Therefore, I believe, a "lesser" caliber was sufficient back then, because the mere threat of the shot was a good fight stopper. You might live through it, but die later, in agony, of sepsis.

Last time I was in Manhattan, maybe seven years ago (?), there were two-man foot patrols in the entertainment and business districts, but the residential areas got one- and two-man cars.
There were still mounted cops, particularly in Central Park and the entertainment district. But now, I had thought that they'd been phased out because the force lost its midtown stables.
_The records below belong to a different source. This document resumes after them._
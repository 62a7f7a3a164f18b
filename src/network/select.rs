//! Primary address selection over parsed interfaces.

use std::net::Ipv4Addr;

use super::InterfaceRecord;

/// Returns true if `addr` may be reported as a host's primary address.
///
/// Loopback (127.0.0.0/8) and unspecified (0.0.0.0) addresses never qualify.
#[must_use]
pub const fn is_eligible(addr: Ipv4Addr) -> bool {
    !addr.is_loopback() && !addr.is_unspecified()
}

/// Parses a raw address string and returns it if it is an eligible
/// dotted-quad IPv4 address.
///
/// IPv6 literals and anything else that does not parse yield `None`.
#[must_use]
pub fn eligible_ipv4(raw: &str) -> Option<Ipv4Addr> {
    raw.trim()
        .parse::<Ipv4Addr>()
        .ok()
        .filter(|addr| is_eligible(*addr))
}

/// Returns the first eligible IPv4 address from a list of raw strings.
#[must_use]
pub fn first_eligible_ipv4<S: AsRef<str>>(raw: &[S]) -> Option<Ipv4Addr> {
    raw.iter().find_map(|s| eligible_ipv4(s.as_ref()))
}

/// Picks the primary IPv4 address from parsed `ifconfig` interfaces.
///
/// Interfaces are scanned in order, and addresses in order within each
/// interface. The first `inet` address that parses and is eligible wins.
///
/// Returns `None` when nothing qualifies. That is a normal outcome.
///
/// # Examples
///
/// ```
/// use host_ipv4::network::{InterfaceAddress, InterfaceRecord, select_primary_address};
///
/// let interfaces = vec![
///     InterfaceRecord::new("lo", vec![InterfaceAddress::v4("127.0.0.1")]),
///     InterfaceRecord::new("eth0", vec![InterfaceAddress::v4("10.0.0.5")]),
/// ];
///
/// assert_eq!(
///     select_primary_address(&interfaces),
///     Some("10.0.0.5".parse().unwrap())
/// );
/// ```
#[must_use]
pub fn select_primary_address(interfaces: &[InterfaceRecord]) -> Option<Ipv4Addr> {
    interfaces
        .iter()
        .flat_map(InterfaceRecord::ipv4_addresses)
        .find(|addr| is_eligible(*addr))
}
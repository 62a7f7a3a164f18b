//! Application execution logic.
//!
//! Builds the collaborators named by the validated configuration, runs one
//! resolution and prints the result to stdout.

use std::io::Write;

use thiserror::Error;

use host_ipv4::config::{OutputFormat, ValidatedConfig};
use host_ipv4::network::FetchError;
use host_ipv4::network::platform::{
    CommandTextSource, FileTextSource, HOSTNAME_PROGRAM, HostCommand,
};
use host_ipv4::resolve::{Resolution, Resolver, Strategy};

#[cfg(windows)]
use host_ipv4::network::platform::{IpHelperAdapterSource, RegistryBindingOrder};

#[cfg(test)]
#[path = "run_tests.rs"]
mod tests;

/// Error type for runtime execution failures.
#[derive(Debug, Error)]
pub enum RunError {
    /// The strategy cannot run on this platform.
    #[error("Strategy '{0}' is not supported on this platform")]
    UnsupportedStrategy(Strategy),

    /// Failed to acquire network information.
    #[error("Failed to read network information: {0}")]
    Fetch(#[from] FetchError),

    /// Failed to render the result as JSON.
    #[error("Failed to render output: {0}")]
    Render(#[source] serde_json::Error),

    /// Failed to write the result to stdout.
    #[error("Failed to write output: {0}")]
    Output(#[source] std::io::Error),
}

/// Resolves the primary address and prints it.
///
/// # Errors
///
/// Returns an error if:
/// - The configured collaborator fails (program missing, non-zero exit, API error)
/// - The output cannot be rendered or written
///
/// Finding no address is not an error.
#[cfg(not(tarpaulin_include))]
pub fn execute(config: &ValidatedConfig) -> Result<(), RunError> {
    let resolver = build_resolver(config)?;
    tracing::debug!("{resolver:?}");

    let resolution = resolver.resolve()?;
    match resolution.address {
        Some(address) => tracing::debug!("Resolved {address} via {:?}", resolution.source),
        None => tracing::debug!("No primary IPv4 address found"),
    }

    let rendered = render(&resolution, config.format)?;
    let mut stdout = std::io::stdout().lock();
    if !rendered.is_empty() {
        writeln!(stdout, "{rendered}").map_err(RunError::Output)?;
    }
    stdout.flush().map_err(RunError::Output)
}

/// Creates the resolver for `config`.
fn build_resolver(config: &ValidatedConfig) -> Result<Resolver, RunError> {
    let resolver = match config.strategy.resolve_auto() {
        Strategy::Adapters => adapter_resolver()?,
        _ => match &config.input {
            Some(path) => Resolver::ifconfig(FileTextSource::new(path)),
            None => Resolver::ifconfig(CommandTextSource::new(
                &config.ifconfig_program,
                config.ifconfig_args.iter().cloned(),
            )),
        },
    };

    if !config.host_fallback {
        return Ok(resolver);
    }

    Ok(match &config.hostname {
        Some(name) => resolver.with_host_fallback(name.clone(), HostCommand::default()),
        None => resolver.with_host_fallback(
            CommandTextSource::new(HOSTNAME_PROGRAM, Vec::<String>::new()),
            HostCommand::default(),
        ),
    })
}

#[cfg(windows)]
#[allow(clippy::unnecessary_wraps)] // Fallible on other platforms
fn adapter_resolver() -> Result<Resolver, RunError> {
    Ok(Resolver::adapters(
        IpHelperAdapterSource::new(),
        RegistryBindingOrder::new(),
    ))
}

#[cfg(not(windows))]
const fn adapter_resolver() -> Result<Resolver, RunError> {
    Err(RunError::UnsupportedStrategy(Strategy::Adapters))
}

/// Formats a resolution for stdout.
///
/// Plain output is the bare address, or an empty string when nothing was found.
fn render(resolution: &Resolution, format: OutputFormat) -> Result<String, RunError> {
    match format {
        OutputFormat::Plain => Ok(resolution.to_string()),
        OutputFormat::Json => serde_json::to_string(resolution).map_err(RunError::Render),
    }
}
//! host-ipv4: primary IPv4 address discovery
//!
//! A library for determining a host's primary IPv4 address from
//! `ifconfig` output on Unix-like systems and from active network
//! adapters on Windows.

pub mod config;
pub mod network;
pub mod resolve;
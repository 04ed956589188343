use criterion::{black_box, criterion_group, criterion_main, Criterion};
use ndarray::Array1;
use ndarray_rand::rand_distr::Uniform;
use ndarray_rand::RandomExt;

use vtkwrite::{Compression, Encoding, GridType, Payload, VtkDocument};

fn write_appended(values: &Array1<f64>, compression: Compression) {
    let mut doc = VtkDocument::new(GridType::RectilinearGrid, values.len(), 0)
        .encoding(Encoding::Appended)
        .compression(compression);
    doc.add_piece(None);

    doc.attach_data(&Payload::from(values), "u", None).unwrap();

    let mut out = Vec::new();
    doc.write_document(&mut out).unwrap();
}

fn write_binary_bench(c: &mut Criterion) {
    let n = 100 * 100 * 100;
    let values: Array1<f64> = Array1::random(n, Uniform::new(0., 10.));

    c.bench_function("appended raw 1e6", |b| {
        b.iter(|| write_appended(black_box(&values), Compression::None))
    });

    c.bench_function("appended zlib-1 1e6", |b| {
        b.iter(|| write_appended(black_box(&values), Compression::zlib(1)))
    });
}

criterion_group!(benches, write_binary_bench);
criterion_main!(benches);
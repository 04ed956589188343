//! one in-progress vtk xml document
//!
//! [`VtkDocument`] owns everything a single file-writing session needs:
//! the grid element tree, the shared append buffer, the grid's point and
//! cell counts, and the output options. Arrays are attached one at a time
//! through [`attach_data`](VtkDocument::attach_data) and the finished file
//! is streamed out with [`write_document`](VtkDocument::write_document).
//! Sessions are single-threaded; one attach call runs to completion before
//! the next begins.

use std::io::Write;
use std::path::Path;

use quick_xml::events::{BytesDecl, BytesEnd, BytesStart, Event};
use quick_xml::Writer;

use crate::buffer::AppendBuffer;
use crate::compress::Compression;
use crate::element::Element;
use crate::emit::{self, Encoding};
use crate::payload::Payload;
use crate::shape::{Placement, Shape};
use crate::Error;

/// The xml grid flavors this writer can emit.
#[derive(Debug, Clone, Copy, PartialEq, Eq)]
pub enum GridType {
    ImageData,
    RectilinearGrid,
    StructuredGrid,
    UnstructuredGrid,
}

impl GridType {
    /// the `type` attribute of the `VTKFile` element, also the tag name of
    /// the grid node
    pub fn as_str(&self) -> &'static str {
        match self {
            Self::ImageData => "ImageData",
            Self::RectilinearGrid => "RectilinearGrid",
            Self::StructuredGrid => "StructuredGrid",
            Self::UnstructuredGrid => "UnstructuredGrid",
        }
    }

    /// conventional file extension for this grid flavor
    pub fn extension(&self) -> &'static str {
        match self {
            Self::ImageData => "vti",
            Self::RectilinearGrid => "vtr",
            Self::StructuredGrid => "vts",
            Self::UnstructuredGrid => "vtu",
        }
    }
}

/// A vtk xml file being assembled in memory.
///
/// ```
/// use vtkwrite::{Compression, Encoding, GridType, Payload, VtkDocument};
///
/// let mut doc = VtkDocument::new(GridType::RectilinearGrid, 4, 3)
///     .encoding(Encoding::Appended)
///     .compression(Compression::zlib(6));
///
/// doc.add_piece(Some("0 3 0 0 0 0"));
///
/// let pressure = vec![0.0_f64; 4];
/// doc.attach_data(&Payload::from(&pressure), "pressure", None).unwrap();
///
/// let mut out = Vec::new();
/// doc.write_document(&mut out).unwrap();
/// ```
pub struct VtkDocument {
    grid: Element,
    grid_type: GridType,
    num_points: usize,
    num_cells: usize,
    encoding: Encoding,
    compression: Compression,
    buffer: AppendBuffer,
}

impl VtkDocument {
    /// Start a document for a grid with the given ambient point and cell
    /// counts. Defaults to appended encoding without compression.
    pub fn new(grid_type: GridType, num_points: usize, num_cells: usize) -> Self {
        Self {
            grid: Element::new(grid_type.as_str()),
            grid_type,
            num_points,
            num_cells,
            encoding: Encoding::Appended,
            compression: Compression::None,
            buffer: AppendBuffer::new(),
        }
    }

    pub fn encoding(mut self, encoding: Encoding) -> Self {
        self.encoding = encoding;
        self
    }

    pub fn compression(mut self, compression: Compression) -> Self {
        self.compression = compression;
        self
    }

    pub fn grid_type(&self) -> GridType {
        self.grid_type
    }

    pub fn num_points(&self) -> usize {
        self.num_points
    }

    pub fn num_cells(&self) -> usize {
        self.num_cells
    }

    /// the grid node at the root of the document tree
    pub fn root(&self) -> &Element {
        &self.grid
    }

    /// the shared appended-data buffer for this session
    pub fn append_buffer(&self) -> &AppendBuffer {
        &self.buffer
    }

    /// Open a new `<Piece>` under the grid node and return it so the
    /// caller can fill in its geometry. Point and cell arrays attach to
    /// the most recently added piece.
    pub fn add_piece(&mut self, extent: Option<&str>) -> &mut Element {
        let mut piece = Element::new("Piece");
        if let Some(extent) = extent {
            piece.set_attribute("Extent", extent);
        }
        self.grid.push_child(piece)
    }

    /// Attach one payload as a data array, returning the created node.
    ///
    /// When `placement` is `None` it is inferred from the element count:
    /// point data if the count divides evenly over the points, cell data
    /// if over the cells, field data otherwise.
    ///
    /// Fails with [`Error::Structural`] if point or cell data is attached
    /// before any `<Piece>` exists; the grid must be initialized first.
    pub fn attach_data(
        &mut self,
        payload: &Payload<'_>,
        name: &str,
        placement: Option<Placement>,
    ) -> Result<&Element, Error> {
        let placement = placement
            .unwrap_or_else(|| Placement::infer(payload, self.num_points, self.num_cells));
        let shape = Shape::resolve(payload, placement, self.num_points, self.num_cells)?;

        let container = match placement {
            Placement::Field => self.grid.child_or_insert("FieldData"),
            Placement::Point | Placement::Cell => {
                let piece = self
                    .grid
                    .last_child_mut("Piece")
                    .ok_or(Error::Structural {
                        placement: placement.as_str(),
                    })?;
                piece.child_or_insert(placement.container_tag())
            }
        };

        emit::data_to_xml(
            container,
            &mut self.buffer,
            payload,
            name,
            shape,
            placement,
            self.encoding,
            self.compression,
        )
    }

    /// Stream the whole document: the xml declaration, the `VTKFile`
    /// wrapper, the grid subtree, and the trailing raw appended section.
    pub fn write_document<W: Write>(&self, sink: W) -> Result<(), Error> {
        let mut writer = Writer::new(sink);

        writer.write_event(Event::Decl(BytesDecl::new("1.0", Some("UTF-8"), None)))?;

        let mut file = BytesStart::new("VTKFile");
        file.push_attribute(("type", self.grid_type.as_str()));
        file.push_attribute(("version", "1.0"));
        file.push_attribute(("byte_order", "LittleEndian"));
        file.push_attribute(("header_type", "UInt32"));
        if self.compression.is_active() {
            file.push_attribute(("compressor", "vtkZLibDataCompressor"));
        }
        writer.write_event(Event::Start(file))?;

        self.grid.write_xml(&mut writer)?;

        // the appended section holds raw bytes, not xml text, so it goes
        // through the underlying sink directly
        let mut sink = writer.into_inner();
        if !self.buffer.is_empty() {
            sink.write_all(b"<AppendedData encoding=\"raw\">_")?;
            sink.write_all(self.buffer.as_slice())?;
            sink.write_all(b"\n</AppendedData>")?;
        }

        let mut writer = Writer::new(sink);
        writer.write_event(Event::End(BytesEnd::new("VTKFile")))?;

        Ok(())
    }

    /// Write the document to a file at `path`.
    pub fn write_file<P: AsRef<Path>>(&self, path: P) -> Result<(), Error> {
        let file = std::fs::File::create(path)?;
        self.write_document(std::io::BufWriter::new(file))
    }
}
The pistol in my avatar photograph is a Semmerling LM-4, a tiny, manually-operated, .45 ACP repeater. I inherited it from one dear old friend, by means of another.
I used to carry it in my pocket, but it proved too finicky to be relied upon. It requires almost constant disassembly and cleaning. One little dust bunny in its works will cause it to misfire.

I switched to an AMT .45 Backup, a DAO semi-auto that is almost as small as the Semmerling, until arthritis started to affect my hands.
Then I went to an almost-100-years-old Colt's M.1903 in .380 ACP, in a "pancake" belt holster.
Right now, I'm recovering from a bad fall that injured my right wrist, so I'm temporarily using my wife's Kel-Tec P-3AT in a left-hand pocket rig.

My hand is almost recovered, and I'm going to attempt using the AMT .45 pocket gun again, since the .380 is not the best defensive round.


----------



## MinuteManMike (Mar 28, 2015)

Thanks for the update sounds very plausible on the .32 PP. 
You should see me in my custom made Goat Hide (goatskin) Leather A-2 Flight Jacket made by GOOD WEAR LEATHER CO. also made in the PNW.
I also have a Horse Hide A-2. Some of the other leathers used in WWII. 
I'd kid people and tell them the A-2 leather flight jackets USAAF aircrewmen wore would stop a 9mm but not a 20mm. 
They were bullet resistant not bullet proof.
Now I'm going research out this Semmerling LM-4...


----------